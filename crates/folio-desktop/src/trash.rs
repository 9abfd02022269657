//! Archive (trash) store

use serde::{Deserialize, Serialize};

/// Something dragged into the trash
#[derive(Clone, Debug, PartialEq, Serialize, Deserialize)]
pub struct TrashItem {
    pub id: u64,
    pub name: String,
    #[serde(rename = "type", default = "default_kind")]
    pub kind: String,
    /// When the item was trashed (ms since epoch); set by the store
    #[serde(default)]
    pub trashed_at_ms: f64,
}

fn default_kind() -> String {
    "file".to_string()
}

impl TrashItem {
    pub fn new(id: u64, name: impl Into<String>, kind: impl Into<String>) -> Self {
        Self {
            id,
            name: name.into(),
            kind: kind.into(),
            trashed_at_ms: 0.0,
        }
    }
}

/// Items currently in the trash, oldest first
#[derive(Clone, Debug, Default, Serialize)]
pub struct TrashStore {
    items: Vec<TrashItem>,
}

impl TrashStore {
    pub fn new() -> Self {
        Self::default()
    }

    /// Put an item in the trash, stamping it with `now_ms`
    pub fn add(&mut self, mut item: TrashItem, now_ms: f64) {
        item.trashed_at_ms = now_ms;
        log::debug!("trashed {} ({})", item.name, item.id);
        self.items.push(item);
    }

    /// Id for a new item: `hint` unless an item already holds it or a later id
    pub fn fresh_id(&self, hint: u64) -> u64 {
        match self.items.iter().map(|item| item.id).max() {
            Some(max) if max >= hint => max.saturating_add(1),
            _ => hint,
        }
    }

    /// Drop every item with the given id
    pub fn remove(&mut self, id: u64) -> usize {
        let before = self.items.len();
        self.items.retain(|item| item.id != id);
        before - self.items.len()
    }

    /// Take an item back out of the trash
    pub fn restore(&mut self, id: u64) -> Option<TrashItem> {
        let index = self.items.iter().position(|item| item.id == id)?;
        Some(self.items.remove(index))
    }

    /// Discard everything, returning how many items went
    pub fn empty(&mut self) -> usize {
        let count = self.items.len();
        self.items.clear();
        count
    }

    #[inline]
    pub fn items(&self) -> &[TrashItem] {
        &self.items
    }

    #[inline]
    pub fn len(&self) -> usize {
        self.items.len()
    }

    #[inline]
    pub fn is_empty(&self) -> bool {
        self.items.is_empty()
    }
}

#[cfg(test)]
mod tests {
    use super::*;

    #[test]
    fn test_add_and_empty() {
        let mut trash = TrashStore::new();
        assert!(trash.is_empty());

        trash.add(TrashItem::new(1, "notes.txt", "file"), 1_000.0);
        trash.add(TrashItem::new(2, "draft.png", "img"), 2_000.0);
        assert_eq!(trash.len(), 2);
        assert!((trash.items()[1].trashed_at_ms - 2_000.0).abs() < 0.001);

        assert_eq!(trash.empty(), 2);
        assert!(trash.is_empty());
        assert_eq!(trash.empty(), 0);
    }

    #[test]
    fn test_remove_and_restore() {
        let mut trash = TrashStore::new();
        trash.add(TrashItem::new(1, "a", "file"), 0.0);
        trash.add(TrashItem::new(2, "b", "file"), 0.0);

        let restored = trash.restore(1).unwrap();
        assert_eq!(restored.name, "a");
        assert!(trash.restore(1).is_none());

        assert_eq!(trash.remove(2), 1);
        assert_eq!(trash.remove(2), 0);
        assert!(trash.is_empty());
    }

    #[test]
    fn test_fresh_id_skips_taken_ids() {
        let mut trash = TrashStore::new();
        assert_eq!(trash.fresh_id(500), 500);

        trash.add(TrashItem::new(500, "a", "file"), 0.0);
        assert_eq!(trash.fresh_id(500), 501);
        assert_eq!(trash.fresh_id(200), 501);
        assert_eq!(trash.fresh_id(900), 900);
    }

    #[test]
    fn test_item_json_uses_type_key() {
        let item: TrashItem = serde_json::from_str(r#"{ "id": 9, "name": "x", "type": "folder" }"#).unwrap();
        assert_eq!(item.kind, "folder");

        let item: TrashItem = serde_json::from_str(r#"{ "id": 9, "name": "x" }"#).unwrap();
        assert_eq!(item.kind, "file");
    }
}
//! Input handling module
//!
//! Keyboard shortcuts and drag-and-drop payload decoding.

mod shortcut;
mod drop;
mod result;

pub use shortcut::{Modifiers, Shortcut};
pub use drop::DropPayload;
pub use result::InputResult;
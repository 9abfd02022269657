//! Input result type

use serde::Serialize;

use crate::window::WindowId;

/// Result of input handling
#[derive(Clone, Debug, PartialEq, Eq, Serialize)]
#[serde(tag = "type", rename_all = "snake_case")]
pub enum InputResult {
    /// Input was handled internally
    Handled,
    /// Input was not handled (let the browser have it)
    Unhandled,
    /// A window was closed in response
    ClosedWindow {
        /// Window that was closed
        window_id: WindowId,
    },
}

impl InputResult {
    /// Check if input was handled
    #[inline]
    pub fn is_handled(&self) -> bool {
        !matches!(self, InputResult::Unhandled)
    }

    /// Whether the browser's default action should be suppressed
    #[inline]
    pub fn prevent_default(&self) -> bool {
        self.is_handled()
    }
}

===============

• Exercise details:
From the records above, transcribe exactly the run of lines that opens with the line holding "use super::*;" and closes with the line holding "assert_eq!(trash.fresh_id(500), 500);", both included.

• Response area:
    use super::*;

    #[test]
    fn test_add_and_empty() {
        let mut trash = TrashStore::new();
        assert!(trash.is_empty());

        trash.add(TrashItem::new(1, "notes.txt", "file"), 1_000.0);
        trash.add(TrashItem::new(2, "draft.png", "img"), 2_000.0);
        assert_eq!(trash.len(), 2);
        assert!((trash.items()[1].trashed_at_ms - 2_000.0).abs() < 0.001);

        assert_eq!(trash.empty(), 2);
        assert!(trash.is_empty());
        assert_eq!(trash.empty(), 0);
    }

    #[test]
    fn test_remove_and_restore() {
        let mut trash = TrashStore::new();
        trash.add(TrashItem::new(1, "a", "file"), 0.0);
        trash.add(TrashItem::new(2, "b", "file"), 0.0);

        let restored = trash.restore(1).unwrap();
        assert_eq!(restored.name, "a");
        assert!(trash.restore(1).is_none());

        assert_eq!(trash.remove(2), 1);
        assert_eq!(trash.remove(2), 0);
        assert!(trash.is_empty());
    }

    #[test]
    fn test_fresh_id_skips_taken_ids() {
        let mut trash = TrashStore::new();
        assert_eq!(trash.fresh_id(500), 500);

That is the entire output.